Shufoy lo miró de hito en hito y volvió a sentarse.
—Odio las ratas —declaró—, incluso las que sólo tienen dos patas.
—Weni era una de ésas —admitió el Hombre Cocodrilo—, y mucho más peligrosa de lo que te imaginas. Tú me conoces, Shufoy: no hay nadie en la ciudad de quien yo no haya oído hablar, y lo mismo puede decirse de todos los mercaderes libios y nubios que vienen a recopilar información o a espiar.
—Que son los más seguros en caso de querer vender una mercancía como la de Weni.
El confidente asintió.
—Siempre traen consigo oro y plata, y en todo momento pueden pedir una cantidad mayor a sus enviados. Todo lo que compran se carga en gabarras y se manda lejos de la ciudad. —El Hombre Cocodrilo silbó entre dientes—. Pero la Gloria de Anubis…
—¿Y qué hiciste? —quiso saber Mareb.
El interpelado torció el gesto.
—Llevé a cabo mis propias averiguaciones. Dije a Weni que vería lo que podía hacer, pero sin saber para qué quería los cuchillos. ¿Mataron a Sinuhé con una daga? El mundo es un pañuelo: yo robo unos cuchillos, vendo a Weni un par de ellos y él usa uno para matar al orondo Nemrath.
—¿Has vendido dagas a alguien más? —inquirió Shufoy—. ¿Te dicen algo los nombres de Khety e Ita?
El Hombre Cocodrilo meneó la cabeza. Entonces se detuvo al escuchar los gritos que emitía la buscona, de protesta o de placer, y que llegaban desde el patio.
—¡Calla! —gritó—. ¡Así no hay quien piense!
El alboroto, empero, siguió sin perder intensidad.
—Conocía a Nemrath. —Señaló con el pulgar la puerta que tenía a sus espaldas—. Igual que esa puta. El sacerdote era tan lascivo como una cabra en celo. Era famoso entre las mujeres: no había burdel en la ciudad que él no honrase con su presencia.
—Volvamos a Weni —le instó Shufoy—. Así que compró los cuchillos y te preguntó si podías colocar un par de objetos, ¿verdad?
—En efecto.
—¿Cuántos cuchillos como éstos has vendido en Tebas?
—Una docena, más o menos. —El Hombre Cocodrilo guardó las dagas en su bolsa de cuero.
—¿Alguno de los compradores puede interesarme?
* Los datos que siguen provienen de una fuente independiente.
//! Arena slot storage for tree nodes.

/// Index of a slot in the node arena.
pub(crate) type NodeIdx = u32;

/// Sentinel for the absence of a node: a nil leaf or a missing parent.
pub(crate) const NONE: NodeIdx = u32::MAX;

/// Node color. Nil leaves count as black.
#[repr(u8)]
#[derive(Debug, Clone, Copy, PartialEq, Eq)]
pub enum Color {
    Red,
    Black,
}

/// A stable handle to a live node in one tree.
///
/// Handles survive unrelated inserts and removals; removing a node
/// invalidates its handle. Handles are only meaningful for the tree that
/// issued them.
#[derive(Debug, Clone, Copy, PartialEq, Eq, Hash)]
pub struct NodeId(pub(crate) NodeIdx);

/// One arena slot: structural links, color, and the stored entry.
///
/// A vacant slot (waiting on the free list for reuse) has `entry == None`;
/// its links are meaningless and must never be followed.
#[derive(Debug, Clone)]
pub(crate) struct Node<K, V> {
    pub(crate) left: NodeIdx,
    pub(crate) right: NodeIdx,
    pub(crate) parent: NodeIdx,
    pub(crate) color: Color,
    pub(crate) entry: Option<(K, V)>,
}

impl<K, V> Node<K, V> {
    /// A fresh unlinked node. New nodes start red so that linking them in
    /// can only ever violate the red-red rule, never the black-height rule.
    pub(crate) fn new(key: K, value: V) -> Node<K, V> {
        return Node {
            left: NONE,
            right: NONE,
            parent: NONE,
            color: Color::Red,
            entry: Some((key, value)),
        };
    }
}
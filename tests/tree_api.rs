// model = "claude-opus-4-5"
// created = 2026-08-07
// modified = 2026-08-07
// driver = "Isaac Clayton"

//! API-level tests for the tree engine: insertion, lookup, removal,
//! traversal, replacement, and the leftmost-cached variant.

use redbud::tree::cached::CachedRbTree;
use redbud::tree::{Color, NodeId, RbTree};

fn tree_of(keys: &[i32]) -> RbTree<i32, i32> {
    let mut tree = RbTree::new();
    for &key in keys {
        tree.insert(key, key * 100).unwrap();
    }
    return tree;
}

fn keys_of(tree: &RbTree<i32, i32>) -> Vec<i32> {
    return tree.iter().map(|(key, _)| *key).collect();
}

// =============================================================================
// Insertion and lookup
// =============================================================================

#[test]
fn insert_single_node() {
    let mut tree = RbTree::new();
    assert!(tree.insert(10, ()).is_ok());
    assert!(!tree.is_empty());
    assert_eq!(tree.len(), 1);
}

#[test]
fn insert_multiple_nodes() {
    let tree = tree_of(&[0, 1, 2, 3, 4, 5, 6, 7, 8, 9]);
    assert_eq!(tree.len(), 10);
    assert_eq!(tree.iter().count(), 10);
    assert!(tree.is_valid());
}

#[test]
fn insert_duplicate_fails_and_changes_nothing() {
    let mut tree = tree_of(&[10]);
    let before = keys_of(&tree);

    let err = tree.insert(10, -1).unwrap_err();
    assert_eq!(err.key, 10);
    assert_eq!(err.value, -1);
    assert_eq!(tree.len(), 1);
    assert_eq!(keys_of(&tree), before);
    assert_eq!(tree.get(&10), Some(&1000));
}

#[test]
fn search_existing_nodes() {
    let keys: Vec<i32> = (0..10).map(|i| i * 2).collect();
    let tree = tree_of(&keys);

    for key in &keys {
        let id = tree.find(key).expect("inserted key must be found");
        assert_eq!(tree.key(id), Some(key));
    }
}

#[test]
fn search_missing_nodes() {
    let keys: Vec<i32> = (0..10).map(|i| i * 2).collect();
    let tree = tree_of(&keys);

    for i in 0..10 {
        assert_eq!(tree.find(&(i * 2 + 1)), None);
    }
}

// =============================================================================
// Removal
// =============================================================================

#[test]
fn delete_node() {
    let mut tree = tree_of(&(0..10).collect::<Vec<_>>());

    let id = tree.find(&5).unwrap();
    assert_eq!(tree.remove(id), Ok((5, 500)));

    assert_eq!(tree.find(&5), None);
    assert_eq!(tree.len(), 9);
    assert!(tree.is_valid());
}

#[test]
fn delete_multiple_nodes() {
    let mut tree = tree_of(&(0..32).collect::<Vec<_>>());

    for key in [20, 10, 15] {
        assert!(tree.remove_key(&key).is_some());
        assert!(tree.is_valid(), "invalid after removing {key}");
    }

    for key in [20, 10, 15] {
        assert_eq!(tree.find(&key), None);
    }
    assert_eq!(tree.len(), 29);

    let expected: Vec<i32> = (0..32).filter(|key| ![20, 10, 15].contains(key)).collect();
    assert_eq!(keys_of(&tree), expected);
}

#[test]
fn delete_sole_node_leaves_empty_tree() {
    let mut tree = tree_of(&[42]);
    tree.remove_key(&42).unwrap();
    assert!(tree.is_empty());
    assert_eq!(tree.first(), None);
    assert!(tree.is_valid());
}

#[test]
fn delete_red_leaf() {
    // 3 links in as a red leaf under 5.
    let mut tree = tree_of(&[10, 5, 15, 3]);

    tree.remove_key(&3).unwrap();

    assert_eq!(tree.find(&3), None);
    for key in [10, 5, 15] {
        assert!(tree.contains_key(&key));
    }
    assert!(tree.is_valid());
}

#[test]
fn delete_black_node_promotes_red_child() {
    // Shape after the four inserts:
    //      10(B)
    //     /    \
    //    5(B)  15(B)
    //   /
    //  3(R)
    let mut tree = tree_of(&[10, 5, 15, 3]);
    assert_eq!(tree.color(tree.find(&5).unwrap()), Some(Color::Black));
    assert_eq!(tree.color(tree.find(&3).unwrap()), Some(Color::Red));

    tree.remove_key(&5).unwrap();

    assert_eq!(tree.find(&5), None);
    let three = tree.find(&3).expect("3 must survive");
    assert_eq!(tree.color(three), Some(Color::Black));
    assert!(tree.is_valid());
}

// =============================================================================
// Traversal
// =============================================================================

#[test]
fn first_node_is_minimum() {
    let tree = tree_of(&(0..10).rev().collect::<Vec<_>>());
    assert_eq!(tree.key(tree.first().unwrap()), Some(&0));
}

#[test]
fn last_node_is_maximum() {
    let tree = tree_of(&(0..10).collect::<Vec<_>>());
    assert_eq!(tree.key(tree.last().unwrap()), Some(&9));
}

#[test]
fn iterate_forward_in_sorted_order() {
    let tree = tree_of(&[5, 2, 8, 1, 9, 3, 7, 4, 6, 0]);

    let mut expected = 0;
    let mut cursor = tree.first();
    while let Some(id) = cursor {
        assert_eq!(tree.key(id), Some(&expected));
        expected += 1;
        cursor = tree.next(id);
    }
    assert_eq!(expected, 10);
}

#[test]
fn iterate_backward_in_reverse_order() {
    let tree = tree_of(&(0..10).collect::<Vec<_>>());

    let mut expected = 9;
    let mut cursor = tree.last();
    while let Some(id) = cursor {
        assert_eq!(tree.key(id), Some(&expected));
        expected -= 1;
        cursor = tree.prev(id);
    }
    assert_eq!(expected, -1);
}

#[test]
fn empty_tree_operations() {
    let tree: RbTree<i32, i32> = RbTree::new();
    assert!(tree.is_empty());
    assert_eq!(tree.first(), None);
    assert_eq!(tree.last(), None);
    assert_eq!(tree.iter().count(), 0);
    assert_eq!(tree.height(), 0);
}

// =============================================================================
// Scale and balance
// =============================================================================

#[test]
fn large_number_of_insertions() {
    let mut tree = RbTree::new();
    for key in 0..1000 {
        assert!(tree.insert(key, key).is_ok());
    }

    assert_eq!(tree.len(), 1000);
    assert!(tree.is_valid());
    // Worst-case red-black height: 2 * log2(n + 1), about 20 for n = 1000.
    assert!(tree.height() <= 20, "height {} exceeds bound", tree.height());

    for key in 0..1000 {
        let id = tree.find(&key).expect("every key must be findable");
        assert_eq!(tree.value(id), Some(&key));
    }
}

#[test]
fn interleaved_inserts_and_removes_stay_balanced() {
    let mut tree = RbTree::new();
    for key in 0..256 {
        tree.insert(key, ()).unwrap();
    }
    // Drop every third key, then refill a shifted range.
    for key in (0..256).step_by(3) {
        tree.remove_key(&key).unwrap();
        assert!(tree.is_valid());
    }
    for key in 256..384 {
        tree.insert(key, ()).unwrap();
    }
    assert!(tree.is_valid());

    let keys: Vec<i32> = tree.iter().map(|(key, _)| *key).collect();
    let mut sorted = keys.clone();
    sorted.sort_unstable();
    sorted.dedup();
    assert_eq!(keys, sorted);
}

// =============================================================================
// Replacement
// =============================================================================

#[test]
fn replace_node_keeps_position_and_invalidates_old_handle() {
    let mut tree = tree_of(&(0..10).collect::<Vec<_>>());

    let old = tree.find(&5).unwrap();
    let (new, old_key, old_value) = tree.replace(old, 5, 555).unwrap();

    assert_eq!((old_key, old_value), (5, 500));
    let found = tree.find(&5).unwrap();
    assert_eq!(found, new);
    assert_ne!(found, old);
    assert_eq!(tree.value(found), Some(&555));
    assert_eq!(tree.key(old), None);
    assert_eq!(tree.len(), 10);
    assert!(tree.is_valid());
    assert_eq!(keys_of(&tree), (0..10).collect::<Vec<_>>());
}

// =============================================================================
// Cached root
// =============================================================================

#[test]
fn cached_root_operations() {
    let mut tree: CachedRbTree<i32, i32> = CachedRbTree::new();
    for key in 0..10 {
        tree.insert(key, key).unwrap();
    }

    let leftmost = tree.first_cached().expect("non-empty tree has a minimum");
    assert_eq!(tree.tree().key(leftmost), Some(&0));
    // O(1) answer must agree with the full descent.
    assert_eq!(tree.first_cached(), tree.first());
}

#[test]
fn cached_root_tracks_mutations() {
    let mut tree: CachedRbTree<i32, i32> = CachedRbTree::new();
    let mut reference: Vec<NodeId> = Vec::new();

    for key in [50, 20, 80, 10, 60] {
        reference.push(tree.insert(key, key).unwrap());
        assert_eq!(tree.first_cached(), tree.first());
    }
    // Remove the minimum twice, then an interior node.
    tree.remove_key(&10).unwrap();
    assert_eq!(tree.first_cached(), tree.first());
    tree.remove_key(&20).unwrap();
    assert_eq!(tree.first_cached(), tree.first());
    tree.remove_key(&60).unwrap();
    assert_eq!(tree.first_cached(), tree.first());
    assert!(tree.is_valid());
}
El confidente se limitó a sacudir la cabeza.
—¿Nadie de la delegación de Mitanni? —quiso saber el enano.
—No sabría decirte. A veces las vendo estando borracho. A nadie con el rostro digno de recordar, salvando a Weni.
—¿Por qué iba a hacer Weni algo así? —murmuró Mareb—. Si el ladrón empleó una de esas dagas para asesinar a Nemrath y robar la amatista, podía imaginar que tarde o temprano llegarían a él siguiendo la pista del arma.